# Where Your Electronics Go When They Die



## MA-Caver (May 19, 2011)

Or when they become obsolete... which ever comes first.... likely obsolete. 

http://totallycoolpix.com/2011/05/when-electronics-become-obsolete/


----------



## mmartist (Apr 4, 2012)

And all of these piles get recycled and go into your new electronic devices  The circle is closed.


----------



## Dansolo (Apr 4, 2012)

Actually, a significant amount of computer part "recycling" companies just ship the parts to China where they go into basically a landfill (but not a well-controlled landfill as far as any regulations meant to keep hazardous chemicals out of the surrounding soil/area).
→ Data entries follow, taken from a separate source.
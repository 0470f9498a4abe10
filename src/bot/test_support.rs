//! Shared fixtures for bot tests.

use std::sync::Arc;

use dioxus_logger::tracing::Level;
use serenity::all::{ApplicationId, GuildId};
use test_utils::builder::TestBuilder;
use url::Url;

use crate::{
    bot::publish::PublishScope,
    config::{Config, Deployment},
    service::language::LanguageCache,
    state::BotState,
};

pub fn test_config() -> Config {
    Config {
        deployment: Deployment::Test,
        database_url: "sqlite::memory:".to_string(),
        bot_token: "test-token".to_string(),
        application_id: ApplicationId::new(123456789),
        publish_scope: PublishScope::Guild(GuildId::new(1)),
        log_channel: None,
        support_url: Url::parse("https://discord.gg/irrverbs").ok(),
        log_level: Level::INFO,
    }
}

/// State backed by an in-memory database with the preference table and an empty cache.
pub async fn test_state() -> BotState {
    let test = TestBuilder::new()
        .with_preference_tables()
        .build()
        .await
        .unwrap();
    let db = test.db.clone().unwrap();

    BotState::new(db, LanguageCache::new(), Arc::new(test_config()))
}
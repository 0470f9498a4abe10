//! Notifications to the operator log channel.
//!
//! Guild join and leave events are reported to one configured channel. Sending is
//! fire-and-forget: the message goes out on its own task and a failure is only logged,
//! so event handling never waits on or fails because of the log channel.

use std::sync::Arc;

use dioxus_logger::tracing;
use serenity::all::{Cache, ChannelId, ChannelType, CreateEmbed, CreateMessage, Guild, Http};

use crate::config::LogChannel;

/// Looks up the configured log channel in the cache.
///
/// # Returns
/// - `Some(ChannelId)` - The channel exists in a guild the bot can see
/// - `None` - No log channel configured, or it cannot be resolved (logged)
pub fn resolve_log_channel(cache: &Cache, target: Option<LogChannel>) -> Option<ChannelId> {
    let target = target?;

    let resolved = match cache.guild(target.guild_id) {
        Some(guild) => channel_in_guild(&guild, target),
        None => None,
    };

    if resolved.is_none() {
        tracing::warn!(
            "Log channel {} in guild {} is not available, skipping notification",
            target.channel_id,
            target.guild_id
        );
    }

    resolved
}

/// Returns the target channel if `guild` is the target guild and has it as a text channel.
fn channel_in_guild(guild: &Guild, target: LogChannel) -> Option<ChannelId> {
    if guild.id != target.guild_id {
        return None;
    }

    guild
        .channels
        .get(&target.channel_id)
        .filter(|channel| channel.kind == ChannelType::Text)
        .map(|channel| channel.id)
}

/// Posts `embed` to `channel` on a separate task.
pub fn notify(http: Arc<Http>, channel: ChannelId, embed: CreateEmbed) {
    tokio::spawn(async move {
        if let Err(e) = channel
            .send_message(&http, CreateMessage::new().embed(embed))
            .await
        {
            tracing::error!("Failed to send operator log message: {:?}", e);
        }
    });
}
use serenity::all::{CreateCommand, CreateInteractionResponseMessage};
use serenity::async_trait;

use crate::{
    bot::{
        command::{language_for, CommandHandler, CommandModule},
        embed,
        interaction::CommandResponder,
        locale::strings,
    },
    error::AppError,
    state::BotState,
};

pub struct Help;

pub fn module() -> CommandModule {
    CommandModule::new("general/help", register(), Help)
}

pub fn register() -> CreateCommand {
    CreateCommand::new("help").description("Show what the bot can do")
}

#[async_trait]
impl CommandHandler for Help {
    async fn execute(
        &self,
        state: &BotState,
        interaction: &dyn CommandResponder,
    ) -> Result<(), AppError> {
        let strings = strings(language_for(state, interaction).await);
        let invite_url = embed::invite_url(state.config.application_id)?;

        let embeds = embed::onboarding_embeds(strings, strings.this_server);

        interaction
            .reply(
                CreateInteractionResponseMessage::new()
                    .embeds(embeds)
                    .components(vec![embed::invite_buttons(
                        strings,
                        &invite_url,
                        state.config.support_url.as_ref(),
                    )])
                    .ephemeral(true),
            )
            .await
    }
}
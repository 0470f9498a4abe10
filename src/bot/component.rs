//! Message component interactions (buttons and select menus).
//!
//! Components are attached to messages that outlive the process, so interactions can
//! arrive before the bot has loaded its language data. The router stays disabled until
//! the ready handler enables it and ignores everything received before that.

use std::sync::atomic::{AtomicBool, Ordering};

use dioxus_logger::tracing;
use serenity::all::{
    ComponentInteraction, ComponentInteractionDataKind, CreateInteractionResponse,
    CreateInteractionResponseMessage, GuildId, Http, Permissions,
};

use crate::{
    bot::{embed, locale::strings},
    error::AppError,
    model::language::Language,
    service::language::LanguageService,
    state::BotState,
};

/// Custom id of the language picker shown by `/language`.
pub const LANGUAGE_SELECT: &str = "language_select";

#[derive(Debug, Clone, Copy, PartialEq, Eq)]
pub enum ComponentAction {
    SelectLanguage,
}

/// Maps a component custom id to the action handling it.
pub fn resolve(custom_id: &str) -> Option<ComponentAction> {
    match custom_id {
        LANGUAGE_SELECT => Some(ComponentAction::SelectLanguage),
        _ => None,
    }
}

pub struct ComponentRouter {
    enabled: AtomicBool,
    state: BotState,
}

impl ComponentRouter {
    pub fn new(state: BotState) -> Self {
        Self {
            enabled: AtomicBool::new(false),
            state,
        }
    }

    pub fn enable(&self) {
        self.enabled.store(true, Ordering::Release);
    }

    pub fn is_enabled(&self) -> bool {
        self.enabled.load(Ordering::Acquire)
    }

    /// Handles a component interaction.
    ///
    /// Unknown custom ids, and anything received before [`enable`](Self::enable), are
    /// ignored without a response.
    pub async fn route(&self, http: &Http, interaction: &ComponentInteraction) {
        if !self.is_enabled() {
            tracing::debug!(
                "Ignoring component {} received before ready",
                interaction.data.custom_id
            );
            return;
        }

        let Some(action) = resolve(&interaction.data.custom_id) else {
            tracing::debug!("No handler for component {}", interaction.data.custom_id);
            return;
        };

        let response = match action {
            ComponentAction::SelectLanguage => match &interaction.data.kind {
                ComponentInteractionDataKind::StringSelect { values } => {
                    let permissions = interaction
                        .member
                        .as_ref()
                        .and_then(|member| member.permissions);

                    select_language(&self.state, interaction.guild_id, permissions, values).await
                }
                other => Err(AppError::InternalError(format!(
                    "Expected a string select for {}, got {:?}",
                    LANGUAGE_SELECT, other
                ))),
            },
        };

        let message = match response {
            Ok(message) => message,
            Err(e) => {
                tracing::error!(
                    "Failed to handle component {}: {:?}",
                    interaction.data.custom_id,
                    e
                );
                return;
            }
        };

        if let Err(e) = interaction
            .create_response(http, CreateInteractionResponse::UpdateMessage(message))
            .await
        {
            tracing::error!(
                "Failed to respond to component {}: {:?}",
                interaction.data.custom_id,
                e
            );
        }
    }
}

/// Applies a choice from the language picker and returns the updated message.
///
/// Members without Manage Server get the refusal text in place of the picker and the
/// stored language is left unchanged.
pub async fn select_language(
    state: &BotState,
    guild_id: Option<GuildId>,
    permissions: Option<Permissions>,
    values: &[String],
) -> Result<CreateInteractionResponseMessage, AppError> {
    let guild_id = guild_id.ok_or(AppError::NotInGuild)?;
    let service = LanguageService::new(&state.db, &state.languages);
    let current = service.get(guild_id.get()).await;

    if !permissions.is_some_and(|permissions| permissions.manage_guild()) {
        return Ok(CreateInteractionResponseMessage::new()
            .content(strings(current).missing_permission)
            .components(Vec::new()));
    }

    let Some(language) = values.first().and_then(|value| value.parse::<Language>().ok()) else {
        return Ok(CreateInteractionResponseMessage::new()
            .content(strings(current).language_unknown)
            .components(vec![embed::language_menu(strings(current), current)]));
    };

    service.set(guild_id.get(), language).await?;

    let new_strings = strings(language);
    Ok(CreateInteractionResponseMessage::new()
        .content(
            new_strings
                .language_changed
                .replace("{language}", language.native_name()),
        )
        .components(vec![embed::language_menu(new_strings, language)]))
}
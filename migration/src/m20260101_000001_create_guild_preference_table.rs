use sea_orm_migration::{prelude::*, schema::*};

#[derive(DeriveMigrationName)]

pub struct Migration;

#[async_trait::async_trait]

impl MigrationTrait for Migration {
    async fn up(&self, manager: &SchemaManager) -> Result<(), DbErr> {
        manager
            .create_table(
                Table::create()
                    .table(GuildPreference::Table)
                    .if_not_exists()
                    .col(pk_auto(GuildPreference::Id))
                    .col(string_uniq(GuildPreference::GuildId))
                    .col(string(GuildPreference::Language))
                    .col(
                        timestamp_with_time_zone(GuildPreference::UpdatedAt)
                            .default(Expr::current_timestamp()),
                    )
                    .to_owned(),
            )
            .await
    }

    async fn down(&self, manager: &SchemaManager) -> Result<(), DbErr> {
        manager
            .drop_table(Table::drop().table(GuildPreference::Table).to_owned())
            .await
    }
}

#[derive(DeriveIden)]

pub enum GuildPreference {
    Table,
    Id,
    GuildId,
    Language,
    UpdatedAt,
}
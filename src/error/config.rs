use thiserror::Error;

#[derive(Error, Debug)]
pub enum ConfigError {
    /// Required environment variable is not set.
    ///
    /// Which variables are required depends on the deployment the binary was built for.
    /// Check the `.env.example` file for the full list.
    #[error("Missing required environment variable: {0}")]
    MissingEnvVar(String),

    /// Environment variable is set but cannot be parsed.
    ///
    /// Ids must be non-zero Discord snowflakes and `LOG_LEVEL` must name a tracing level.
    #[error("Invalid value '{value}' for environment variable {name}")]
    InvalidEnvVar {
        /// Name of the offending variable
        name: String,
        /// The raw value that failed to parse
        value: String,
    },

    /// The global log subscriber could not be installed.
    #[error("Failed to initialize logger: {0}")]
    Logger(String),
}
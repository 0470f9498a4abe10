pub use super::guild_preference::Entity as GuildPreference;
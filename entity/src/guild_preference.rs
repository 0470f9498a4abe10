//! Per-guild language preference.

use sea_orm::entity::prelude::*;

#[derive(Clone, Debug, PartialEq, Eq, DeriveEntityModel)]
#[sea_orm(table_name = "guild_preference")]
pub struct Model {
    #[sea_orm(primary_key)]
    pub id: i32,
    /// Discord guild snowflake stored as a string.
    #[sea_orm(unique)]
    pub guild_id: String,
    /// Language code, e.g. `"english"`.
    pub language: String,
    pub updated_at: DateTimeUtc,
}

#[derive(Copy, Clone, Debug, EnumIter, DeriveRelation)]
pub enum Relation {}

impl ActiveModelBehavior for ActiveModel {}
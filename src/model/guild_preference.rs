use chrono::{DateTime, Utc};
use sea_orm::DbErr;

use crate::model::language::Language;

/// Language preference stored for a single guild.
///
/// Param model used by the service layer so it does not depend on the entity crate.
#[derive(Debug, Clone, PartialEq)]
pub struct GuildPreference {
    /// Discord guild ID as a u64.
    pub guild_id: u64,
    /// Selected language. Unknown stored codes are kept out of this type; see `from_entity`.
    pub language: Language,
    pub updated_at: DateTime<Utc>,
}

impl GuildPreference {
    /// Converts an entity model to a param model at the repository boundary.
    ///
    /// # Returns
    /// - `Ok(GuildPreference)` - Successfully converted param model
    /// - `Err(DbErr::Custom)` - guild_id is not a u64 or the language code is unknown
    pub fn from_entity(entity: entity::guild_preference::Model) -> Result<Self, DbErr> {
        let guild_id = entity
            .guild_id
            .parse::<u64>()
            .map_err(|e| DbErr::Custom(format!("Failed to parse guild_id: {}", e)))?;
        let language = entity
            .language
            .parse::<Language>()
            .map_err(|e| DbErr::Custom(format!("Guild {}: {}", guild_id, e)))?;

        Ok(Self {
            guild_id,
            language,
            updated_at: entity.updated_at,
        })
    }
}
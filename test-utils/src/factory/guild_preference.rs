//! Guild preference factory for creating test preference rows.

use crate::factory::helpers::next_id;
use chrono::Utc;
use sea_orm::{ActiveModelTrait, ActiveValue, DatabaseConnection, DbErr};

/// Factory for creating test guild preferences with customizable fields.
///
/// # Example
///
/// ```rust,ignore
/// use test_utils::factory::guild_preference::GuildPreferenceFactory;
///
/// let preference = GuildPreferenceFactory::new(&db)
///     .guild_id("987654321")
///     .language("french")
///     .build()
///     .await?;
/// ```
pub struct GuildPreferenceFactory<'a> {
    db: &'a DatabaseConnection,
    guild_id: String,
    language: String,
}

impl<'a> GuildPreferenceFactory<'a> {
    /// Creates a new GuildPreferenceFactory with default values.
    ///
    /// Defaults:
    /// - guild_id: auto-incremented number as string
    /// - language: `"english"`
    pub fn new(db: &'a DatabaseConnection) -> Self {
        Self {
            db,
            guild_id: next_id().to_string(),
            language: "english".to_string(),
        }
    }

    /// Sets the guild ID.
    pub fn guild_id(mut self, guild_id: impl Into<String>) -> Self {
        self.guild_id = guild_id.into();
        self
    }

    /// Sets the stored language code.
    ///
    /// Any string is accepted so tests can insert codes the bot does not recognize.
    pub fn language(mut self, language: impl Into<String>) -> Self {
        self.language = language.into();
        self
    }

    /// Builds and inserts the preference row into the database.
    ///
    /// # Returns
    /// - `Ok(entity::guild_preference::Model)` - Created row
    /// - `Err(DbErr)` - Database error during insert
    pub async fn build(self) -> Result<entity::guild_preference::Model, DbErr> {
        entity::guild_preference::ActiveModel {
            guild_id: ActiveValue::Set(self.guild_id),
            language: ActiveValue::Set(self.language),
            updated_at: ActiveValue::Set(Utc::now()),
            ..Default::default()
        }
        .insert(self.db)
        .await
    }
}

/// Creates a guild preference with default values.
///
/// Shorthand for `GuildPreferenceFactory::new(db).build().await`.
pub async fn create_guild_preference(
    db: &DatabaseConnection,
) -> Result<entity::guild_preference::Model, DbErr> {
    GuildPreferenceFactory::new(db).build().await
}
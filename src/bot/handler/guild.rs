//! Guild join and leave handlers.
//!
//! `guild_create` fires for every guild on startup and again after outages; only events
//! flagged as new joins are handled here. On a join the guild gets the default language,
//! the onboarding message is posted in its first text channel and the operator log is
//! notified. `guild_delete` fires both when the bot is removed and when a guild goes
//! unavailable; only removals are reported.
//!
//! The stored language preference is kept when the bot leaves a guild. It is reset to the
//! default if the bot is added again.
//!
//! Everything these handlers do to Discord goes through [`GuildEffects`], implemented for
//! serenity's `Context`.

use dioxus_logger::tracing;
use serenity::all::{
    ChannelId, ChannelType, Context, CreateEmbed, CreateMessage, Guild, GuildChannel, GuildId,
    UnavailableGuild, UserId,
};
use serenity::async_trait;

use crate::{
    bot::{
        embed,
        handler::ready::update_presence,
        locale::strings,
        operator_log::{notify, resolve_log_channel},
    },
    config::LogChannel,
    error::AppError,
    service::language::LanguageService,
    state::BotState,
};

/// Shown when a guild name or owner cannot be looked up.
const UNKNOWN: &str = "Unknown";

/// Discord-side actions of the guild lifecycle handlers.
#[async_trait]
pub trait GuildEffects: Send + Sync {
    /// Display name of a guild member.
    async fn member_name(&self, guild_id: GuildId, user_id: UserId) -> Result<String, AppError>;

    /// Display name of a user, for guilds the bot can no longer see.
    async fn user_name(&self, user_id: UserId) -> Result<String, AppError>;

    async fn send_message(&self, channel: ChannelId, message: CreateMessage)
        -> Result<(), AppError>;

    /// Number of guilds the bot is currently in.
    fn guild_count(&self) -> usize;

    /// Resolves the configured operator log channel, `None` when it is unset or unreachable.
    fn log_channel(&self, target: Option<LogChannel>) -> Option<ChannelId>;

    /// Posts to the operator log without waiting for the result.
    fn notify_operator(&self, channel: ChannelId, embed: CreateEmbed);

    fn set_presence(&self, guild_count: usize);
}

#[async_trait]
impl GuildEffects for Context {
    async fn member_name(&self, guild_id: GuildId, user_id: UserId) -> Result<String, AppError> {
        let member = self.http.get_member(guild_id, user_id).await?;

        Ok(member.display_name().to_string())
    }

    async fn user_name(&self, user_id: UserId) -> Result<String, AppError> {
        let user = self.http.get_user(user_id).await?;

        Ok(user.global_name.unwrap_or(user.name))
    }

    async fn send_message(
        &self,
        channel: ChannelId,
        message: CreateMessage,
    ) -> Result<(), AppError> {
        channel.send_message(&self.http, message).await?;

        Ok(())
    }

    fn guild_count(&self) -> usize {
        self.cache.guild_count()
    }

    fn log_channel(&self, target: Option<LogChannel>) -> Option<ChannelId> {
        resolve_log_channel(&self.cache, target)
    }

    fn notify_operator(&self, channel: ChannelId, embed: CreateEmbed) {
        notify(self.http.clone(), channel, embed);
    }

    fn set_presence(&self, guild_count: usize) {
        update_presence(self, guild_count);
    }
}

/// Handles the guild_create event.
pub async fn handle_guild_create(state: &BotState, ctx: Context, guild: Guild, is_new: Option<bool>) {
    guild_created(state, &ctx, &guild, is_new).await;
}

/// Handles the guild_delete event.
///
/// # Arguments
/// - `incomplete` - Id and availability of the guild
/// - `full` - The guild as it was cached, if it was
pub async fn handle_guild_delete(
    state: &BotState,
    ctx: Context,
    incomplete: UnavailableGuild,
    full: Option<Guild>,
) {
    guild_removed(
        state,
        &ctx,
        incomplete.id,
        incomplete.unavailable,
        full.as_ref(),
    )
    .await;
}

/// Welcomes a guild the bot was just added to.
///
/// Each step is independent: a failed language write or a guild without text channels is
/// logged and the remaining steps still run.
///
/// # Arguments
/// - `state` - Shared bot state
/// - `effects` - Discord actions
/// - `guild` - The guild from the event
/// - `is_new` - `Some(true)` for a fresh join, anything else for a startup or outage replay
pub async fn guild_created(
    state: &BotState,
    effects: &dyn GuildEffects,
    guild: &Guild,
    is_new: Option<bool>,
) {
    if is_new != Some(true) {
        tracing::trace!("Guild {} ({}) is available", guild.name, guild.id);
        return;
    }

    tracing::info!(
        "Joined guild {} ({}) with {} members",
        guild.name,
        guild.id,
        guild.member_count
    );

    if let Err(e) = LanguageService::new(&state.db, &state.languages)
        .set_default(guild.id.get())
        .await
    {
        tracing::error!("Failed to store default language for guild {}: {:?}", guild.id, e);
    }

    match first_text_channel(guild) {
        Some(channel) => match onboarding_message(state, guild).await {
            Ok(message) => {
                if let Err(e) = effects.send_message(channel.id, message).await {
                    tracing::error!(
                        "Failed to send onboarding message to guild {}: {:?}",
                        guild.id,
                        e
                    );
                }
            }
            Err(e) => tracing::error!("Failed to build onboarding message: {:?}", e),
        },
        None => tracing::warn!(
            "Guild {} has no text channel, skipping onboarding message",
            guild.id
        ),
    }

    let guild_count = effects.guild_count();
    effects.set_presence(guild_count);

    let Some(log_channel) = effects.log_channel(state.config.log_channel) else {
        return;
    };

    let owner = match effects.member_name(guild.id, guild.owner_id).await {
        Ok(name) => name,
        Err(e) => {
            tracing::warn!("Failed to look up owner of guild {}: {:?}", guild.id, e);
            UNKNOWN.to_string()
        }
    };
    effects.notify_operator(
        log_channel,
        embed::guild_joined_embed(&guild.name, &owner, guild.member_count, guild_count),
    );
}

/// Reports a guild the bot was removed from.
///
/// Outages (`unavailable`) are only logged. The owner is no longer reachable through the
/// guild after a removal, so only the user profile is looked up.
pub async fn guild_removed(
    state: &BotState,
    effects: &dyn GuildEffects,
    guild_id: GuildId,
    unavailable: bool,
    full: Option<&Guild>,
) {
    if unavailable {
        tracing::warn!("Guild {} became unavailable", guild_id);
        return;
    }

    let guild_name = full.map_or(UNKNOWN, |guild| guild.name.as_str());
    let member_count = full.map_or(0, |guild| guild.member_count);

    tracing::info!("Removed from guild {} ({})", guild_name, guild_id);

    let guild_count = effects.guild_count();
    effects.set_presence(guild_count);

    let Some(log_channel) = effects.log_channel(state.config.log_channel) else {
        return;
    };

    let owner = match full {
        Some(guild) => match effects.user_name(guild.owner_id).await {
            Ok(name) => name,
            Err(e) => {
                tracing::warn!("Failed to look up user {}: {:?}", guild.owner_id, e);
                UNKNOWN.to_string()
            }
        },
        None => UNKNOWN.to_string(),
    };
    effects.notify_operator(
        log_channel,
        embed::guild_left_embed(guild_name, &owner, member_count, guild_count),
    );
}

/// The text channel onboarding messages go to: lowest position, ties broken by id.
pub fn first_text_channel(guild: &Guild) -> Option<&GuildChannel> {
    guild
        .channels
        .values()
        .filter(|channel| channel.kind == ChannelType::Text)
        .min_by_key(|channel| (channel.position, channel.id))
}

/// Onboarding embeds and invite buttons in the guild's language.
async fn onboarding_message(state: &BotState, guild: &Guild) -> Result<CreateMessage, AppError> {
    let strings = strings(state.languages.get(guild.id.get()).await);
    let invite_url = embed::invite_url(state.config.application_id)?;

    Ok(CreateMessage::new()
        .embeds(embed::onboarding_embeds(strings, &guild.name))
        .components(vec![embed::invite_buttons(
            strings,
            &invite_url,
            state.config.support_url.as_ref(),
        )]))
}
use crate::data::guild_preference::GuildPreferenceRepository;
use crate::model::language::Language;
use sea_orm::{ColumnTrait, DbErr, EntityTrait, QueryFilter};
use test_utils::{builder::TestBuilder, factory};

mod find_by_guild_id;
mod get_all;
mod upsert;
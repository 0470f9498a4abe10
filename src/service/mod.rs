//! Business logic shared by command and event handlers.

pub mod language;
use super::*;

/// Tests listing every stored preference.
///
/// Expected: Ok with all rows, including ones with unknown language codes
#[tokio::test]
async fn returns_all_rows() -> Result<(), DbErr> {
    let test = TestBuilder::new()
        .with_preference_tables()
        .build()
        .await
        .unwrap();
    let db = test.db.as_ref().unwrap();

    factory::create_guild_preference(db).await?;
    factory::create_guild_preference(db).await?;
    factory::guild_preference::GuildPreferenceFactory::new(db)
        .language("klingon")
        .build()
        .await?;

    let repo = GuildPreferenceRepository::new(db);
    let rows = repo.get_all().await?;

    assert_eq!(rows.len(), 3);

    Ok(())
}

/// Tests listing an empty table.
///
/// Expected: Ok with no rows
#[tokio::test]
async fn returns_empty_when_no_rows() -> Result<(), DbErr> {
    let test = TestBuilder::new()
        .with_preference_tables()
        .build()
        .await
        .unwrap();
    let db = test.db.as_ref().unwrap();

    let repo = GuildPreferenceRepository::new(db);
    let rows = repo.get_all().await?;

    assert!(rows.is_empty());

    Ok(())
}
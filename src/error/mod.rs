//! Error types for the bot.
//!
//! `AppError` is the top-level error returned from startup, repositories, services and
//! command handlers. Event handlers never propagate it: they log it and, for commands,
//! turn it into the generic failure reply.

pub mod config;
pub mod registry;

use thiserror::Error;

use crate::error::{config::ConfigError, registry::RegistryError};

/// Top-level application error type.
#[derive(Error, Debug)]
pub enum AppError {
    /// Configuration error during startup or environment variable loading.
    #[error(transparent)]
    ConfigErr(#[from] ConfigError),

    /// The command catalog is inconsistent.
    #[error(transparent)]
    RegistryErr(#[from] RegistryError),

    /// Database operation error from SeaORM.
    #[error(transparent)]
    DbErr(#[from] sea_orm::DbErr),

    /// Discord API error from Serenity.
    ///
    /// Boxed due to large size.
    #[error(transparent)]
    DiscordErr(#[from] Box<serenity::Error>),

    /// Failed to serialize a builder to JSON.
    #[error(transparent)]
    SerializeErr(#[from] serde_json::Error),

    /// Failed to build a URL.
    #[error(transparent)]
    UrlErr(#[from] url::ParseError),

    /// A guild-only command was used outside of a guild.
    #[error("This command can only be used in a server")]
    NotInGuild,

    /// Internal error with custom message.
    ///
    /// # Fields
    /// - Detailed error message for server-side logging
    #[error("{0}")]
    InternalError(String),
}

/// Manual conversion from serenity::Error to AppError.
///
/// Boxes the error to reduce the size of the AppError enum, as serenity::Error
/// is very large and would make all AppError variants larger if not boxed.
impl From<serenity::Error> for AppError {
    fn from(err: serenity::Error) -> Self {
        AppError::DiscordErr(Box::new(err))
    }
}
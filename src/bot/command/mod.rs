//! Slash command catalog.
//!
//! Commands are grouped into categories, one submodule per category and one file per
//! command. Each command file exposes a `module()` function returning its
//! [`CommandModule`]: the definition published to Discord and the handler the dispatcher
//! calls. [`catalog`] lists every category and is the only input of the command registry.

pub mod config;
pub mod general;

use std::sync::Arc;

use serenity::all::CreateCommand;
use serenity::async_trait;

use crate::{
    bot::interaction::CommandResponder, error::AppError, model::language::Language,
    state::BotState,
};

/// Executes one slash command.
///
/// Implementations are expected to reply to or defer the interaction themselves. An
/// `Err` is logged by the dispatcher and answered with a generic failure message.
#[async_trait]
pub trait CommandHandler: Send + Sync {
    async fn execute(
        &self,
        state: &BotState,
        interaction: &dyn CommandResponder,
    ) -> Result<(), AppError>;
}

/// A command file: its definition and its handler.
///
/// Both halves are optional so an incomplete module is caught by the registry, logged,
/// and left out of both dispatch and publishing.
pub struct CommandModule {
    /// Location in the catalog, e.g. `general/ping`, used in log lines.
    pub path: &'static str,
    pub definition: Option<CreateCommand>,
    pub handler: Option<Arc<dyn CommandHandler>>,
}

impl CommandModule {
    pub fn new(
        path: &'static str,
        definition: CreateCommand,
        handler: impl CommandHandler + 'static,
    ) -> Self {
        Self {
            path,
            definition: Some(definition),
            handler: Some(Arc::new(handler)),
        }
    }
}

pub struct CommandCategory {
    pub name: &'static str,
    pub modules: Vec<CommandModule>,
}

/// Every command category compiled into the bot.
pub fn catalog() -> Vec<CommandCategory> {
    vec![general::category(), config::category()]
}

/// Language to answer in: the guild's preference, or the default outside of guilds.
pub async fn language_for(state: &BotState, interaction: &dyn CommandResponder) -> Language {
    match interaction.guild_id() {
        Some(guild_id) => state.languages.get(guild_id.get()).await,
        None => Language::default(),
    }
}
//! Commands available to everyone.

pub mod help;
pub mod invite;
pub mod ping;

use super::CommandCategory;

pub fn category() -> CommandCategory {
    CommandCategory {
        name: "general",
        modules: vec![ping::module(), help::module(), invite::module()],
    }
}
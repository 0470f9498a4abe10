//! Ready event handler for bot initialization.
//!
//! The `ready` event fires once the bot has authenticated with the gateway. Work that
//! needs a live connection happens here: guild languages are loaded from the database,
//! the database connection is checked, component interactions are enabled and the
//! presence shows how many servers the bot is in.

use dioxus_logger::tracing;
use serenity::all::{ActivityData, Context, Ready};

use crate::{
    bot::component::ComponentRouter, service::language::LanguageService, state::BotState,
};

/// Handles the ready event when the bot connects to Discord.
///
/// Failures are logged and do not stop the bot: without language data every guild is
/// answered in the default language.
///
/// # Arguments
/// - `state` - Shared bot state holding the database and language cache
/// - `components` - Router enabled once language data is available
/// - `ctx` - Discord context for setting activity status
/// - `ready` - Ready event data containing bot user information and guild list
pub async fn handle_ready(
    state: &BotState,
    components: &ComponentRouter,
    ctx: Context,
    ready: Ready,
) {
    match LanguageService::new(&state.db, &state.languages)
        .load_all()
        .await
    {
        Ok(count) => tracing::info!("Loaded language preferences for {} guild(s)", count),
        Err(e) => tracing::error!("Failed to load language preferences: {:?}", e),
    }

    match state.db.ping().await {
        Ok(()) => tracing::info!("Connected to the database"),
        Err(e) => tracing::error!("Failed to reach the database: {:?}", e),
    }

    components.enable();

    let guild_count = ready.guilds.len();
    tracing::info!(
        "{} is connected to Discord. Currently in {} servers",
        ready.user.name,
        guild_count
    );

    update_presence(&ctx, guild_count);
}

/// Shows "Watching N servers" as the bot's activity.
pub fn update_presence(ctx: &Context, guild_count: usize) {
    ctx.set_activity(Some(presence_activity(guild_count)));
}

fn presence_activity(guild_count: usize) -> ActivityData {
    ActivityData::watching(format!("{} servers", guild_count))
}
It's irresponsible and awful, especially to the innocent people in China who have to deal with all sorts of poisonous chemicals in the soil and in other products. (Not that Chinese companies don't try to screw both the Chinese people over as well as other countries e.g. melamine in milk and all sorts of other stories you guys have probably already read about... but that's one extreme case of two wrongs not making a right.)


----------



## mmartist (Apr 4, 2012)

Thanks *Dansolo*. I didn't know that. I knew the people in China are employed for all kind of work, but didn't expect that. I thought such thing are done safely for the people and the environment.


----------



## Dansolo (Apr 4, 2012)

Unfortunately since China is not as developed as the US (don't get me wrong - they ARE catching up) there are not as many regulations (or maybe they're just not nearly as well enforced) and a lot of companies just sort of do whatever they want to, and foreign-based (both US and other countries) also take advantage to the detriment of Chinese soil and pollution levels of the planet in general. Not to mention the ever-ongoing Foxconn news coverage about poor working conditions in factories there, just as used to be the case in the US before unions were created to deal with it (and unfortunately mostly have gotten rather corrupt)

 Here are some sources for my previous statement:

http://www.engadget.com/2008/11/10/video-chinas-toxic-wastelands-of-consumer-electronics-revealed/ - where I learned about this originally
http://www.cbsnews.com/video/watch/?id=4586903n
http://electronicrecyclers.com/NationalGeographic.aspx
http://www.salon.com/2006/04/10/ewaste/


----------